What is expected
Tally the lines in the listing below that hold the string "const", and reply with that tally alone.

Provided entries
• • •
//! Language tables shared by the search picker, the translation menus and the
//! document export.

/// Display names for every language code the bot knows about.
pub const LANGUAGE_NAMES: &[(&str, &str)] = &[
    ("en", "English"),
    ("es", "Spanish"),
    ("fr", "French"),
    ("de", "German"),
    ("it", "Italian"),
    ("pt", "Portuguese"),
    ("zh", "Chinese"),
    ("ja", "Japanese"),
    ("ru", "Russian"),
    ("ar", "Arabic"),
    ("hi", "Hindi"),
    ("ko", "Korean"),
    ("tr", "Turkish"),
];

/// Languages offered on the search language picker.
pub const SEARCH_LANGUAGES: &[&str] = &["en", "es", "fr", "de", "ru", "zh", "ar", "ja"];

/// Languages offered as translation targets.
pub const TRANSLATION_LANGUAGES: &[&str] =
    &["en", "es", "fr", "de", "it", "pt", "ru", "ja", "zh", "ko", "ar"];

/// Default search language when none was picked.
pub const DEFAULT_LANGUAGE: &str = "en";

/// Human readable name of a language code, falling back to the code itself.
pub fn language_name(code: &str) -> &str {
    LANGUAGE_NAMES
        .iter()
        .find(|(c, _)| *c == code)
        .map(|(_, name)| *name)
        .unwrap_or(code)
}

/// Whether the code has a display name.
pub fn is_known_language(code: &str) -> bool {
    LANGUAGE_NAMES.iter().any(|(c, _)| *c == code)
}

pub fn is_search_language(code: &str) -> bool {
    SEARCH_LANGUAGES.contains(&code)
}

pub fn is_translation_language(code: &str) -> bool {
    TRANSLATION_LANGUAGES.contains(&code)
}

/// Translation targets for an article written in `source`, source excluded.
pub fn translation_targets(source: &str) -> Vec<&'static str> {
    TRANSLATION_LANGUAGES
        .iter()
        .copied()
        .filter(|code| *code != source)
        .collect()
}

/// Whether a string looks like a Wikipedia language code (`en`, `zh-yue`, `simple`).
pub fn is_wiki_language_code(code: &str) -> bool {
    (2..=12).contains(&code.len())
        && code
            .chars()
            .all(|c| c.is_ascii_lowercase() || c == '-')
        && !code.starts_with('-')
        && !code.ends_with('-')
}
• • •
Reply
4